Doctors at the Princess Alexandra Hospital, where women live in forced isolation, were advised to brace for a possible flood of patients with coronavirus and the official emergency response was upgraded from “tier zero” to “tier one.”
“So far we have been lucky in Queensland to avoid the significant COVID-19 outbreaks that New South Wales and Victoria have been contending with in recent weeks; however, this latest example of community transmission should give us all pause to reflect on the importance of maintaining social distancing and good hygiene in the current climate,” hospital staff were told in an email.
“Our incident management team and are using the next several days to prepare ourselves for an increase in presentations and potentially admission of sick patients with COVID-19 from our community.
“COVID-19 is still alive and well in Australia and we need to keep that in mind as we go about our daily business at work and at home.”
At the school where Ms Muranga worked as a cleaner, as well as at the Browns Plains Community Health Center and the Orion Springfield Central Car Park, new fever clinics have been created.
Testing has been ramped up at Logan and QEII hospitals, with fever clinic hours being extended and more workers being brought on to cope with the influx of people who want to be checked.
15,876 people were screened for the virus on Wednesday and Thursday, with thousands more lined up Friday at clinics throughout the state.
Chief Health Officer Jeannette Young said that as more data rolled in, officials will have a better understanding of how large the cluster would be over the next couple of days.

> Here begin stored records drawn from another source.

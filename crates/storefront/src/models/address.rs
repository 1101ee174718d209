//! Address book entries.

use serde::Serialize;

use booktime_core::{AddressFields, AddressId, CountryCode, UserId};

/// A saved address owned by one user.
#[derive(Debug, Clone, PartialEq, Eq, Serialize, sqlx::FromRow)]
pub struct Address {
    pub id: AddressId,
    #[serde(rename = "user")]
    pub user_id: UserId,
    pub name: String,
    pub address1: String,
    pub address2: String,
    pub zip_code: String,
    pub city: String,
    pub country: CountryCode,
}

impl Address {
    /// Copy the postal fields out of the address book entry.
    #[must_use]
    pub fn fields(&self) -> AddressFields {
        AddressFields {
            name: self.name.clone(),
            address1: self.address1.clone(),
            address2: self.address2.clone(),
            zip_code: self.zip_code.clone(),
            city: self.city.clone(),
            country: self.country,
        }
    }
}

“We have excellent police who have done a really good job all through this,” Dr Young said.
“We know police are very good at interviewing people who don’t necessarily want to tell the truth and we’ve checked that with supporting information from other travel companions so we’re pretty comfortable.
“But having said that, we don’t know where this virus could be, so here we’ve got a gentlemen in Bellbird Park who’s suddenly popped up positive.
“At any point in Queensland today we could have cases pop up, so that’s why the most important message is, if you’re sick, stay home and get tested.”